Computer Science 456/656
Automata and Formal Languages

Every context-free language (CFL) is in the class P-Time. This is proved by giving a polynomial time algorithm for deciding whether a given string is in a given CFL. The best known such algorithm is called the CYK algorithm, and uses dynamic programming to build a collection of derivations of substrings from grammar symbols.
Let G be a CFG. Let L be the language generated by G.
For the sake of simplicity, I shall assume that G is in Chomsky normal form. In actual fact, the CYK algorithm can be adapted to an arbitrary context-free grammar, but the details are much more complex. This complexity makes explaining it far more difficult, but adds nothing to your understanding, because the CNF case gives you the essence of the algorithm.
Let m be the number of grammar symbols of G. We name this grammar symbols x1, x2, ... xm. We can assume that the start symbol is x1. We can also assume that x1 ... xr are variables, and that xr+1 ... xm are terminals.
Let w[p,d] be the substring of w of length d starting from the pth symbol of w. Let P[i,p,d] be the boolean array where P[i,p,d] means that xi derives w[p,d]. Note that the size of the array is O(n2), because the size of the grammar is treated as a constant.
The steps of the CYK algorithm:
  1. Initialize all P[i,p,d] to false.
  2. For all i from r+1 to m, and for all p from 1 to n, if xi = w[p,1], then assign P[i,p,1] to be true.
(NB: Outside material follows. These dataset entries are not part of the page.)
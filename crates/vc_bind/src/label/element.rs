use alloc::boxed::Box;
use alloc::format;
use alloc::string::String;
use alloc::vec::Vec;

use crate::convert::{Composite, Converter, Primitive};
use crate::descriptor::{ElementAnnotation, LabelKind};
use crate::label::{Decorator, Label, explicit_or};
use crate::scan::Contact;
use crate::strategy::declared_target;
use crate::style::Style;
use crate::transform::Transformer;
use crate::{Error, Result};

/// A single value in a child element: text for primitives, otherwise
/// the schema of the value's class.
#[derive(Debug)]
pub struct ElementLabel {
    contact: Contact,
    annotation: ElementAnnotation,
    name: String,
    decorator: Decorator,
}

impl ElementLabel {
    pub fn new(contact: Contact, annotation: ElementAnnotation, style: &dyn Style) -> Result<Self> {
        if declared_target(contact.class()).is_collection() {
            return Err(Error::Persistence(format!(
                "{contact} holds the collection {}, it needs a list, array or map binding",
                contact.class()
            )));
        }
        let name = style.element(explicit_or(annotation.name, &contact));
        let decorator = Decorator::new(contact.namespace().copied(), Vec::new());
        Ok(Self {
            contact,
            annotation,
            name,
            decorator,
        })
    }
}

impl Label for ElementLabel {
    fn contact(&self) -> &Contact {
        &self.contact
    }

    fn kind(&self) -> LabelKind {
        LabelKind::Element
    }

    fn name(&self) -> &str {
        &self.name
    }

    fn raw_name(&self) -> &'static str {
        explicit_or(self.annotation.name, &self.contact)
    }

    fn is_required(&self) -> bool {
        self.annotation.required
    }

    fn is_data(&self) -> bool {
        self.annotation.data
    }

    fn empty(&self) -> Option<&'static str> {
        self.annotation.empty
    }

    fn converter(&self, _style: &dyn Style, transformer: &Transformer) -> Result<Box<dyn Converter>> {
        let class = self.contact.class();
        if transformer.is_primitive(declared_target(class)) {
            return Ok(Box::new(Primitive::element(
                class,
                self.name.clone(),
                self.annotation.data,
                self.annotation.empty.map(String::from),
                self.decorator.clone(),
            )));
        }
        Ok(Box::new(Composite::new(class, self.name.clone(), self.decorator.clone())))
    }
}
use alloc::format;
use alloc::vec::Vec;

use crate::class::Class;
use crate::descriptor::{ClassDescriptor, ConstructorDescriptor};
use crate::{Error, Result};

/// Collects the constructors of a composite type.
///
/// Constructors are not inherited: bases are built by the constructor
/// of the type embedding them.
pub struct ConstructorScanner;

impl ConstructorScanner {
    pub fn scan(descriptor: &ClassDescriptor, owner: &'static Class) -> Result<Vec<ConstructorDescriptor>> {
        for constructor in descriptor.constructors() {
            let parameters = constructor.parameters();
            for (index, parameter) in parameters.iter().enumerate() {
                let repeated = parameters[..index]
                    .iter()
                    .any(|p| p.kind() == parameter.kind() && p.name() == parameter.name());
                if repeated {
                    return Err(Error::Constructor(format!(
                        "Parameter '{}' declared twice in constructor '{}' of {owner}",
                        parameter.name(),
                        constructor.name()
                    )));
                }
            }
        }
        Ok(descriptor.constructors().to_vec())
    }
}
  3. For each production of the form xj -> xi, where j is between 1 and p (i.e., xj is a variable) and i is between r+1 and m (i.e., xi is a terminal), and for each p from 1 to n, if P[i,p,1], then assign P[j,p,1] to be true.
  4. Execute the following for all d, starting with d=2 and ending with d=n.
    1. Execute the following for every production of the form xj -> xjxk
        for all p from 1 to n-d+1,
        for q from p+1 to p+d-1,
        if P[j,p,q-p] and P[k,q,d+p-q] then assign P[i,p,d] to true.
  5. If P[1,1,n] then return Yes else return No.